Opening our eyes for a New Year

Reflection on a Liturgy for Peace for New Years Day (January 1)

By Greg Swiderski

The readings for this Sunday:

Numbers 6:22-27
Psalm 67:2-3, 5, 6, 8
Galatians 4:4-7
Luke 2:16-21

The full text of the readings can be found here.

This reflection is intended for a liturgy for Peace, and inspired by the Book of Tobit.

Some people "give up" on scripture because so much of it seems remote from their daily lives.

However, one book seems very real: Tobit.

Here's a brief summary: a pious Hebrew, lives among a foreign tribe. Yet he maintains his identity and performs corporal works of mercy including burying the dead. After being released from arrest for this he cannot contain himself (Could he be another patron of civil disobedience?). His neighbors worry. Tobit seems nonplussed; he bathes and falls asleep under a tree. Sparrows perch above him and their droppings blind him.

As so often happens, this physical malady affects his personal life; he and his wife get into an argument and she questions how genuine he will be now that he is being tested. Years pass...

He recalls that a relative owes him a debt. He sends their only son Tobiah to collect the money. What will happen to our only child, his wife worries. A mysterious stranger, Azariah, appears; an angel, Raphael (the name means God heals) in disguise. He accepts payment to accompany the young man.

At the same time another relative and family with an only child, a daughter Sarah, are experiencing their own trauma. Seven men have been engaged to Sarah; each has died in the wedding bed before the marriage can be consummated. An evil demon, Asmodeus, is haunting this celebratory bed.

Sarah gets in an argument with her maid; the distraught child considers suicide.

Back to Tobiah: he, Raphael, and his dog begin the journey. A large fish jumps at Tobiah. Catch it, Raphael says; keep the heart, gall bladder, and liver. They will help in healing.

Tobiah meets these distant relatives: Raguel, Edna, and Sarah. He is smitten by Sarah's beauty. Raphael tells him to burn the heart and liver of the fish on the incense burner and pray before retiring. Meanwhile, Raguel is outside digging a grave for another fallen suitor.

To their surprise (one can only imagine) the parents learn that the marriage has been consummated; their daughters place in their world seems secure: Tobiah lives! Unknown to them, the repellent odor from the incense burner has repulsed even the destructive, heinous force. Raphael binds him in Egypt!

The festivities begin; the couple returns to Tobiah's worried parents. Tobiah anoints his father's eye lids with the gall, the last gift of the huge fish. Tobit sees once again and all live happily ever after.

Yes, we might call this a "soap opera." How many people seem unfulfilled, unhappy as Sarah seems? How many people find their lives of intimacy sadly lacking? How many guides come to us hidden from our eyes? When we experience life as unfair, what keeps us going?

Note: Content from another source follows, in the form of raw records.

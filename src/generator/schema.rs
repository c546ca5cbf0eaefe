use serde::Serialize;
use serde_json::{Map, Value};
use std::collections::HashSet;

use super::naming::{python_identifier, to_snake_case, unique_name};
use crate::spec::{Resource, Specification, TypeDef};

/// Attribute names that clash with SQLAlchemy, marshmallow or the
/// generated model methods
const RESERVED_ATTRS: &[&str] = &[
    "metadata", "query", "query_class", "registry", "fields", "opts", "context", "load",
    "loads", "dump", "dumps", "validate", "to_dict", "from_dict", "create", "update", "delete",
];

/// Column type for a RAML scalar type
///
/// Unknown and custom types are stored as strings.
pub fn column_type_for(raml_type: &str) -> &'static str {
    let ty = raml_type.trim().to_ascii_lowercase();
    if ty.ends_with("[]") {
        return "db.JSON";
    }
    match ty.as_str() {
        "string" => "db.String(255)",
        "integer" => "db.Integer",
        "number" => "db.Float",
        "boolean" => "db.Boolean",
        "date" | "date-only" => "db.Date",
        "datetime" | "datetime-only" => "db.DateTime",
        "time-only" => "db.Time",
        "file" => "db.LargeBinary",
        "array" | "object" => "db.JSON",
        _ => "db.String(255)",
    }
}

/// marshmallow field class for a column type
pub fn marshmallow_field_for(column_type: &str) -> &'static str {
    match column_type {
        "db.Integer" => "fields.Integer",
        "db.Float" => "fields.Float",
        "db.Boolean" => "fields.Boolean",
        "db.Date" => "fields.Date",
        "db.DateTime" => "fields.DateTime",
        "db.Time" => "fields.Time",
        "db.JSON" | "db.LargeBinary" => "fields.Raw",
        _ => "fields.String",
    }
}

/// Python type hint for a column type
fn python_type_for(column_type: &str) -> &'static str {
    match column_type {
        "db.Integer" => "int",
        "db.Float" => "float",
        "db.Boolean" => "bool",
        "db.Date" | "db.DateTime" | "db.Time" => "str",
        "db.JSON" => "Any",
        "db.LargeBinary" => "bytes",
        _ => "str",
    }
}

/// Python literal used as sample data in generated tests
fn sample_literal_for(column_type: &str, attr: &str) -> String {
    match column_type {
        "db.Integer" => "1".to_string(),
        "db.Float" => "1.5".to_string(),
        "db.Boolean" => "True".to_string(),
        "db.Date" => "'2024-01-01'".to_string(),
        "db.DateTime" => "'2024-01-01T00:00:00'".to_string(),
        "db.Time" => "'12:00:00'".to_string(),
        "db.JSON" | "db.LargeBinary" => "None".to_string(),
        _ => format!("'sample {attr}'"),
    }
}

/// How a group's field set was obtained
#[derive(Debug, Clone, Copy, PartialEq, Eq, Serialize)]
#[serde(rename_all = "snake_case")]
pub enum FieldSource {
    /// Properties of the type whose name equals the group name
    TypeDef,
    /// Property names observed in request and response bodies
    Observed,
    /// `id`, `name`, `created_at`
    Default,
}

/// One persisted attribute of a generated entity
///
/// Templates read descriptors by position; generated code never inspects
/// attributes at runtime.
#[derive(Debug, Clone, PartialEq, Eq, Serialize)]
pub struct FieldDescriptor {
    /// Property name as written in the document (`first-name`)
    pub key: String,
    /// Python attribute name (`first_name`)
    pub attr: String,
    /// SQLAlchemy column type expression
    pub column_type: String,
    /// marshmallow field class
    pub marshmallow_field: String,
    /// Python type hint used by client data models
    pub python_type: String,
    pub required: bool,
    pub primary_key: bool,
    /// Column default expression, if any
    pub default: Option<String>,
    /// Python literal used in generated tests
    pub sample: String,
}

impl FieldDescriptor {
    /// Descriptor for a property declared with `raml_type`
    pub fn new(seen: &mut HashSet<String>, key: &str, raml_type: &str, required: bool) -> Self {
        let attr = unique_name(seen, &attribute_name(key));
        let column_type = column_type_for(raml_type).to_string();
        Self {
            marshmallow_field: marshmallow_field_for(&column_type).to_string(),
            python_type: python_type_for(&column_type).to_string(),
            sample: sample_literal_for(&column_type, &attr),
            primary_key: attr == "id",
            key: key.to_string(),
            attr,
            column_type,
            required,
            default: None,
        }
    }

    /// Whether the document key differs from the Python attribute
    pub fn is_renamed(&self) -> bool {
        self.key != self.attr
    }
}

/// Python attribute for a property key
///
/// A trailing `?` marks an optional property in RAML and is dropped.
pub fn attribute_name(key: &str) -> String {
    let base = python_identifier(&to_snake_case(key.trim_end_matches('?')), "field");
    if RESERVED_ATTRS.contains(&base.as_str()) {
        format!("{base}_")
    } else {
        base
    }
}

/// RAML type of a property schema
///
/// Accepts the shorthand (`name: string`), a facet mapping and the
/// `string[]` array notation.
pub fn property_type(schema: &Value) -> String {
    match schema {
        Value::String(s) => s.clone(),
        Value::Object(facets) => match facets.get("type") {
            Some(Value::String(s)) => s.clone(),
            Some(Value::Object(_)) => "object".to_string(),
            Some(Value::Array(_)) => "string".to_string(),
            _ if facets.contains_key("properties") => "object".to_string(),
            _ if facets.contains_key("items") => "array".to_string(),
            _ => "string".to_string(),
        },
        _ => "string".to_string(),
    }
}

/// Descriptors for a declared type, in declaration order
pub fn fields_from_type_def(type_def: &TypeDef) -> Vec<FieldDescriptor> {
    type_fields(&type_def.properties, &type_def.required)
}

/// Property names seen in any request or response body, in first-seen order
pub fn observed_properties<'a>(resources: impl IntoIterator<Item = &'a Resource>) -> Vec<String> {
    let mut names: Vec<String> = Vec::new();
    for resource in resources {
        for method in &resource.methods {
            for body in method.all_bodies() {
                for key in body.properties.keys() {
                    if !names.iter().any(|n| n == key) {
                        names.push(key.clone());
                    }
                }
            }
        }
    }
    names
}

/// `id`, `name` and `created_at`
pub fn default_fields() -> Vec<FieldDescriptor> {
    let mut seen = HashSet::new();
    let id = FieldDescriptor::new(&mut seen, "id", "integer", true);
    let name = FieldDescriptor::new(&mut seen, "name", "string", true);
    let mut created_at = FieldDescriptor::new(&mut seen, "created_at", "datetime", false);
    created_at.default = Some("datetime.utcnow".to_string());
    vec![id, name, created_at]
}

/// Infer the field set of a group
///
/// A type named exactly like the group wins over anything observed in
/// bodies. A matching type without properties, or no source at all, yields
/// the default trio.
pub fn infer_fields<'a>(
    spec: &Specification,
    group_raw_name: &str,
    resources: impl IntoIterator<Item = &'a Resource>,
) -> (Vec<FieldDescriptor>, FieldSource) {
    if let Some(type_def) = spec.type_def(group_raw_name) {
        let fields = fields_from_type_def(type_def);
        if fields.is_empty() {
            return (default_fields(), FieldSource::Default);
        }
        return (fields, FieldSource::TypeDef);
    }

    let observed = observed_properties(resources);
    if !observed.is_empty() {
        let mut seen = HashSet::new();
        let fields = observed
            .iter()
            .map(|key| FieldDescriptor::new(&mut seen, key, "string", false))
            .collect();
        return (fields, FieldSource::Observed);
    }

    (default_fields(), FieldSource::Default)
}

/// Build a sample request payload as a Python dict literal
pub fn sample_payload(fields: &[FieldDescriptor]) -> String {
    let entries: Vec<String> = fields
        .iter()
        .filter(|f| !(f.primary_key || f.default.is_some() || f.sample == "None"))
        .map(|f| format!("{}: {}", super::naming::python_string_literal(&f.key), f.sample))
        .collect();
    format!("{{{}}}", entries.join(", "))
}

/// Column used by the generated substring search
///
/// `name` when present, else the first string column.
pub fn search_field(fields: &[FieldDescriptor]) -> Option<&FieldDescriptor> {
    fields
        .iter()
        .find(|f| f.attr == "name" && f.column_type == "db.String(255)")
        .or_else(|| {
            fields
                .iter()
                .find(|f| f.column_type == "db.String(255)" && !f.primary_key)
        })
}

/// Descriptors for a property mapping
pub fn type_fields(properties: &Map<String, Value>, required: &[String]) -> Vec<FieldDescriptor> {
    let mut seen = HashSet::new();
    properties
        .iter()
        .map(|(key, schema)| {
            let is_required = required.iter().any(|r| r == key);
            FieldDescriptor::new(&mut seen, key, &property_type(schema), is_required)
        })
        .collect()
}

Paul Ricoeur wrote in 1978: "We may say that history, by opening us to the different, opens us to the possible, while fiction, by opening us to the unreal, opens us to the essential." It seems essential that we live in hope; that we continue the journey.

Each new calendar year seems like a time for some new beginning, some vibrancy, some reason to live and breathe hopefully, not merely go through the motions. Perhaps this sacred fiction will help heal our own blindness and sustain us beyond pain, resentment, and even, despair.